> **Assignment**:
Go through the material below and copy all lines with "MutexGuard".

> **Excerpted records**:
Start of Block

//! Settings scope handling
//!
//! Defines the layers a settings value can be written to.

use serde::{Deserialize, Serialize};
use std::fmt;
use std::str::FromStr;

use super::error::ConfigError;

/// Settings scope - which layer a value lives in
///
/// Layered reads return the value from the highest-precedence scope that
/// defines a key. A profile store reads and writes a single scope.
#[derive(Debug, Clone, Copy, Default, PartialEq, Eq, Hash, Serialize, Deserialize)]
#[serde(rename_all = "lowercase")]
pub enum ConfigScope {
    /// User-wide settings shared by every workspace
    #[default]
    Global,
    /// Settings local to one workspace directory
    Workspace,
}

impl ConfigScope {
    /// Precedence order (higher = takes priority on read)
    #[must_use]
    pub fn precedence(&self) -> u8 {
        match self {
            Self::Workspace => 2,
            Self::Global => 1,
        }
    }

    /// All scopes, highest precedence first
    #[must_use]
    pub fn read_order() -> &'static [ConfigScope] {
        &[Self::Workspace, Self::Global]
    }
}

impl fmt::Display for ConfigScope {
    fn fmt(&self, f: &mut fmt::Formatter<'_>) -> fmt::Result {
        match self {
            Self::Global => write!(f, "global"),
            Self::Workspace => write!(f, "workspace"),
        }
    }
}

impl FromStr for ConfigScope {
    type Err = ConfigError;

    fn from_str(s: &str) -> Result<Self, Self::Err> {
        match s.to_lowercase().as_str() {
            "global" | "user" => Ok(Self::Global),
            "workspace" | "project" => Ok(Self::Workspace),
            _ => Err(ConfigError::InvalidScope(s.to_string())),
        }
    }
}
//! In-memory settings backend

use std::collections::HashMap;
use std::sync::{Mutex, MutexGuard};

use serde_json::{Map, Value};
use tracing::debug;

use super::{ConfigError, ConfigResult, ConfigScope, ConfigurationStore};

type Layers = HashMap<ConfigScope, Map<String, Value>>;

/// Settings held in process memory, one map per scope.
///
/// Used by tests and by hosts that persist settings elsewhere.
#[derive(Debug, Default)]
pub struct MemoryStore {
    layers: Mutex<Layers>,
}

impl MemoryStore {
    /// Create an empty store
    #[must_use]
    pub fn new() -> Self {
        Self::default()
    }

    /// Create a store with `value` already set under `key` in global scope
    #[must_use]
    pub fn with_value(key: &str, value: Value) -> Self {
        let mut global = Map::new();
        global.insert(key.to_string(), value);
        let mut layers = HashMap::new();
        layers.insert(ConfigScope::Global, global);
        Self {
            layers: Mutex::new(layers),
        }
    }

    fn lock(&self) -> ConfigResult<MutexGuard<'_, Layers>> {
        self.layers
            .lock()
            .map_err(|e| ConfigError::Internal(format!("settings lock poisoned: {e}")))
    }
}

impl ConfigurationStore for MemoryStore {
    fn get(&self, key: &str) -> ConfigResult<Option<Value>> {
        let layers = self.lock()?;
        let value = ConfigScope::read_order()
            .iter()
            .find_map(|scope| layers.get(scope).and_then(|map| map.get(key)))
            .cloned();
        Ok(value)
    }

    fn get_scoped(&self, key: &str, scope: ConfigScope) -> ConfigResult<Option<Value>> {
        let layers = self.lock()?;
        Ok(layers.get(&scope).and_then(|map| map.get(key)).cloned())
    }

    fn update(&self, key: &str, value: Option<Value>, scope: ConfigScope) -> ConfigResult<()> {
        let mut layers = self.lock()?;
        let map = layers.entry(scope).or_default();
        match value {
            Some(value) => {
                map.insert(key.to_string(), value);
            }
            None => {
                map.shift_remove(key);
            }
        }
        debug!(key, %scope, "updated in-memory setting");
        Ok(())
    }
}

End of Block

> **Finished task**:
use std::sync::{Mutex, MutexGuard};
    fn lock(&self) -> ConfigResult<MutexGuard<'_, Layers>> {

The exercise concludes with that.